同機関広報の上野奈帆さんによると、2016(平成28)年の児童福祉法改正により、実親による養育が困難であれば里親や特別養子縁組などで養育するという「家庭養育優先原則」が規定。子どもの発達ニーズに合わせた養育里親がより必要となった。「養育里親」とは、法的な親子関係は結ばずに、子どもを一定期間自分の家庭で養育する里親のこと。
里親に預けられた子どもたちは、実家庭が養育できる環境に整うまで、特定の大人との愛着関係の下、より家庭に近い環境で生活をする。預かり期間は数日のみの短期的なものから、数カ月に及ぶ長期的なものまであるが、その多くは突発的に始まるという。
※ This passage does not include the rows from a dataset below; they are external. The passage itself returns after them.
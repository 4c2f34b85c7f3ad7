//! Data model shared by the controller, the HTTP source and the UI.

use std::collections::BTreeMap;
use std::fmt;

use serde::{Deserialize, Deserializer, Serialize};
use serde_json::Value;

use crate::error::BrowserError;

// ============ Recipe ============

/// One browsable recipe as returned by the backend.
///
/// Optional numeric fields are decoded leniently: a JSON number or a numeric
/// string is accepted, anything else becomes `None` and is shown as a
/// fallback value by the UI instead of failing the whole page.
#[derive(Debug, Clone, PartialEq, Serialize, Deserialize)]
pub struct Recipe {
    /// Stable unique identifier.
    pub id: i64,
    #[serde(default)]
    pub title: String,
    #[serde(default)]
    pub cuisine: Option<String>,
    /// Average rating, 0.0 to 5.0.
    #[serde(default, deserialize_with = "lenient_f64")]
    pub rating: Option<f64>,
    /// Preparation time in minutes.
    #[serde(default, deserialize_with = "lenient_u32")]
    pub prep_time: Option<u32>,
    /// Cooking time in minutes.
    #[serde(default, deserialize_with = "lenient_u32")]
    pub cook_time: Option<u32>,
    /// Total time in minutes.
    #[serde(default, deserialize_with = "lenient_u32")]
    pub total_time: Option<u32>,
    #[serde(default)]
    pub description: Option<String>,
    /// Nutrition facts, normalized from either an object or an encoded string.
    #[serde(default)]
    pub nutrients: Nutrients,
    /// Serving count as free text (e.g. `"8 servings"`).
    #[serde(default, deserialize_with = "lenient_text")]
    pub serves: Option<String>,
}

impl Recipe {
    /// Minimal record, used by tests and fixtures.
    pub fn new(id: i64, title: impl Into<String>) -> Self {
        Self {
            id,
            title: title.into(),
            cuisine: None,
            rating: None,
            prep_time: None,
            cook_time: None,
            total_time: None,
            description: None,
            nutrients: Nutrients::default(),
            serves: None,
        }
    }
}

fn number_from_value(value: &Value) -> Option<f64> {
    let number = match value {
        Value::Number(n) => n.as_f64(),
        Value::String(s) => s.trim().parse::<f64>().ok(),
        _ => None,
    };
    number.filter(|n| n.is_finite())
}

fn lenient_f64<'de, D>(deserializer: D) -> Result<Option<f64>, D::Error>
where
    D: Deserializer<'de>,
{
    let value = Value::deserialize(deserializer)?;
    Ok(number_from_value(&value))
}

#[allow(clippy::cast_possible_truncation, clippy::cast_sign_loss)]
fn lenient_u32<'de, D>(deserializer: D) -> Result<Option<u32>, D::Error>
where
    D: Deserializer<'de>,
{
    let value = Value::deserialize(deserializer)?;
    Ok(number_from_value(&value)
        .filter(|n| *n >= 0.0 && *n <= f64::from(u32::MAX))
        .map(|n| n.round() as u32))
}

fn lenient_text<'de, D>(deserializer: D) -> Result<Option<String>, D::Error>
where
    D: Deserializer<'de>,
{
    let value = Value::deserialize(deserializer)?;
    Ok(match value {
        Value::String(s) if !s.trim().is_empty() => Some(s),
        Value::Number(n) => Some(n.to_string()),
        _ => None,
    })
}

// ============ Nutrients ============

/// Nutrition facts keyed by schema.org-style names (`calories`, `fatContent`, ...).
///
/// The backend stores this column as JSON and may hand it out either as an
/// object or as a string containing an encoded object. Both shapes collapse
/// into this one mapping at deserialization time; an undecodable string
/// yields an empty mapping.
#[derive(Debug, Clone, Default, PartialEq, Eq, Serialize)]
#[serde(transparent)]
pub struct Nutrients(BTreeMap<String, String>);

impl Nutrients {
    /// Normalize an arbitrary JSON value into a nutrition mapping.
    pub fn from_value(value: &Value) -> Self {
        match value {
            Value::Object(map) => Self::from_object(map),
            Value::String(encoded) => match serde_json::from_str::<Value>(encoded) {
                Ok(Value::Object(map)) => Self::from_object(&map),
                Ok(_) | Err(_) => {
                    log::debug!("Ignoring undecodable nutrients blob ({} bytes)", encoded.len());
                    Self::default()
                }
            },
            _ => Self::default(),
        }
    }

    fn from_object(map: &serde_json::Map<String, Value>) -> Self {
        let entries = map
            .iter()
            .filter_map(|(key, value)| {
                let text = match value {
                    Value::String(s) => s.clone(),
                    Value::Number(n) => n.to_string(),
                    Value::Bool(b) => b.to_string(),
                    Value::Null | Value::Array(_) | Value::Object(_) => return None,
                };
                Some((key.clone(), text))
            })
            .collect();
        Self(entries)
    }

    /// Look up a nutrient value by key.
    pub fn get(&self, key: &str) -> Option<&str> {
        self.0.get(key).map(String::as_str)
    }

    pub fn insert(&mut self, key: impl Into<String>, value: impl Into<String>) {
        self.0.insert(key.into(), value.into());
    }

    pub fn is_empty(&self) -> bool {
        self.0.is_empty()
    }

    pub fn len(&self) -> usize {
        self.0.len()
    }

    pub fn iter(&self) -> impl Iterator<Item = (&str, &str)> {
        self.0.iter().map(|(k, v)| (k.as_str(), v.as_str()))
    }
}

impl<'de> Deserialize<'de> for Nutrients {
    fn deserialize<D>(deserializer: D) -> Result<Self, D::Error>
    where
        D: Deserializer<'de>,
    {
        let value = Value::deserialize(deserializer)?;
        Ok(Self::from_value(&value))
    }
}

// ============ Response ============

/// Response body of both the listing and the search endpoint.
///
/// The backend also echoes `page` and `limit`; they carry no information the
/// client does not already have and are ignored.
#[derive(Debug, Clone, PartialEq, Serialize, Deserialize)]
pub struct RecipePage {
    /// Records of this page (or every match, for a search).
    pub data: Vec<Recipe>,
    /// Corpus size when paging, match count when searching.
    pub total: u64,
}

// ============ Filters ============

/// Columns the search endpoint can filter on.
#[derive(Debug, Clone, Copy, PartialEq, Eq, PartialOrd, Ord, Hash, Serialize, Deserialize)]
#[serde(rename_all = "snake_case")]
pub enum FilterField {
    /// Partial match on title.
    Title,
    /// Match on cuisine.
    Cuisine,
    /// Rating, optionally prefixed with a comparison operator (`>4.5`).
    Rating,
    /// Total time in minutes.
    TotalTime,
}

impl FilterField {
    /// All filterable fields, in column order.
    pub fn all() -> &'static [FilterField] {
        &[
            FilterField::Title,
            FilterField::Cuisine,
            FilterField::Rating,
            FilterField::TotalTime,
        ]
    }

    /// Query parameter name understood by the search endpoint.
    pub fn as_param(self) -> &'static str {
        match self {
            FilterField::Title => "title",
            FilterField::Cuisine => "cuisine",
            FilterField::Rating => "rating",
            FilterField::TotalTime => "total_time",
        }
    }

    pub fn from_param(param: &str) -> Option<FilterField> {
        Self::all().iter().copied().find(|f| f.as_param() == param)
    }
}

impl fmt::Display for FilterField {
    fn fmt(&self, f: &mut fmt::Formatter<'_>) -> fmt::Result {
        f.write_str(self.as_param())
    }
}

/// Active per-field search constraints.
///
/// Values are stored trimmed. A value that trims to nothing removes the
/// field, so an empty or whitespace-only entry never reaches a request.
#[derive(Debug, Clone, Default, PartialEq, Eq)]
pub struct FilterSet(BTreeMap<FilterField, String>);

impl FilterSet {
    pub fn new() -> Self {
        Self::default()
    }

    /// Set or remove a constraint. Returns `true` if the field is now active.
    pub fn set(&mut self, field: FilterField, value: &str) -> bool {
        let trimmed = value.trim();
        if trimmed.is_empty() {
            self.0.remove(&field);
            false
        } else {
            self.0.insert(field, trimmed.to_string());
            true
        }
    }

    pub fn get(&self, field: FilterField) -> Option<&str> {
        self.0.get(&field).map(String::as_str)
    }

    pub fn remove(&mut self, field: FilterField) {
        self.0.remove(&field);
    }

    pub fn clear(&mut self) {
        self.0.clear();
    }

    pub fn is_empty(&self) -> bool {
        self.0.is_empty()
    }

    pub fn len(&self) -> usize {
        self.0.len()
    }

    pub fn iter(&self) -> impl Iterator<Item = (FilterField, &str)> {
        self.0.iter().map(|(f, v)| (*f, v.as_str()))
    }

    /// Query parameters for the search endpoint, in field order.
    pub fn to_query_pairs(&self) -> Vec<(&'static str, &str)> {
        self.iter().map(|(f, v)| (f.as_param(), v)).collect()
    }
}

// ============ Pagination ============

/// Page sizes offered by the results-per-page selector.
#[derive(Debug, Clone, Copy, PartialEq, Eq, Default)]
pub enum PageLimit {
    #[default]
    Ten,
    Twenty,
    Fifty,
}

impl PageLimit {
    pub fn all() -> &'static [PageLimit] {
        &[PageLimit::Ten, PageLimit::Twenty, PageLimit::Fifty]
    }

    pub fn value(self) -> u32 {
        match self {
            PageLimit::Ten => 10,
            PageLimit::Twenty => 20,
            PageLimit::Fifty => 50,
        }
    }

    /// Only the enumerated sizes are accepted.
    pub fn from_value(value: u32) -> Option<PageLimit> {
        Self::all().iter().copied().find(|l| l.value() == value)
    }

    /// Next size in the selector, wrapping around.
    #[must_use]
    pub fn next(self) -> PageLimit {
        match self {
            PageLimit::Ten => PageLimit::Twenty,
            PageLimit::Twenty => PageLimit::Fifty,
            PageLimit::Fifty => PageLimit::Ten,
        }
    }
}

impl TryFrom<u32> for PageLimit {
    type Error = BrowserError;

    fn try_from(value: u32) -> Result<Self, Self::Error> {
        Self::from_value(value).ok_or_else(|| {
            BrowserError::InvalidConfig(format!("page limit must be 10, 20 or 50, got {value}"))
        })
    }
}

impl fmt::Display for PageLimit {
    fn fmt(&self, f: &mut fmt::Formatter<'_>) -> fmt::Result {
        write!(f, "{}", self.value())
    }
}

/// `max(1, ceil(total / limit))`.
pub fn total_pages(total: u64, limit: u32) -> u32 {
    if limit == 0 {
        return 1;
    }
    let pages = total.div_ceil(u64::from(limit));
    u32::try_from(pages).unwrap_or(u32::MAX).max(1)
}

/// Current position in the unfiltered corpus.
#[derive(Debug, Clone, Copy, PartialEq, Eq)]
pub struct PageState {
    /// 1-indexed page number.
    pub page: u32,
    pub limit: PageLimit,
    /// Total reported by the last successful fetch.
    pub total: u64,
}

impl PageState {
    pub fn new(limit: PageLimit) -> Self {
        Self {
            page: 1,
            limit,
            total: 0,
        }
    }

    pub fn total_pages(&self) -> u32 {
        total_pages(self.total, self.limit.value())
    }
}

impl Default for PageState {
    fn default() -> Self {
        Self::new(PageLimit::default())
    }
}

// ============ Requests ============

/// Which endpoint the current state maps to.
#[derive(Debug, Clone, Copy, PartialEq, Eq)]
pub enum RequestMode {
    /// Unfiltered browsing via page/limit.
    Paged,
    /// Search across all matches; pagination is not applicable.
    Filtered,
}

/// A fully derived request, ready to be executed by a [`RecipeSource`](crate::RecipeSource).
#[derive(Debug, Clone, PartialEq, Eq)]
pub enum RecipeRequest {
    Paged { page: u32, limit: PageLimit },
    Filtered(FilterSet),
}

impl RecipeRequest {
    pub fn mode(&self) -> RequestMode {
        match self {
            RecipeRequest::Paged { .. } => RequestMode::Paged,
            RecipeRequest::Filtered(_) => RequestMode::Filtered,
        }
    }
}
養育里親の女性は「実子も里子も同じだけ愛情を注ぐことを心がけている。今でも難しいと感じることはあるが、子どもたちが安心してくれた時の表情や少しでも役に立っていると思えた瞬間が何よりも力になる。いろいろな人たちの支援を受けながら、私自身も成長していきたい」と話す。
上野さんは「どこの家庭でも違和感なく話題にできるよう、まずは里親に対するネガティブなイメージや偏見を少しでもなくしていきたい。里親制度がもっと一般的なこととして認知され、より多くの人に受け入れてもらえたら」と理解を呼びかける。